[Collected data]

══════════════════════════════

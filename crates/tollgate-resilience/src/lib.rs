// SPDX-FileCopyrightText: 2026 Tollgate Contributors
// SPDX-License-Identifier: MIT OR Apache-2.0

//! Circuit breaker and health probing for the Tollgate model router.
//!
//! [`HealthMonitor`] derives each provider's status from its recent call
//! outcomes; [`HealthProber`] drives recovery of open breakers.

pub mod monitor;
pub mod prober;

pub use monitor::{BreakerSettings, HealthMonitor};
pub use prober::HealthProber;
// SPDX-FileCopyrightText: 2026 Tollgate Contributors
// SPDX-License-Identifier: MIT OR Apache-2.0

//! Startup wiring for the `tollgate` binary.

pub mod bootstrap;
pub mod shutdown;

pub use bootstrap::Services;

══════════════════════════════

Exercise description: Copy out every line in the entries above that holds "bootstrap".

Response to the task:
pub mod bootstrap;
pub use bootstrap::Services;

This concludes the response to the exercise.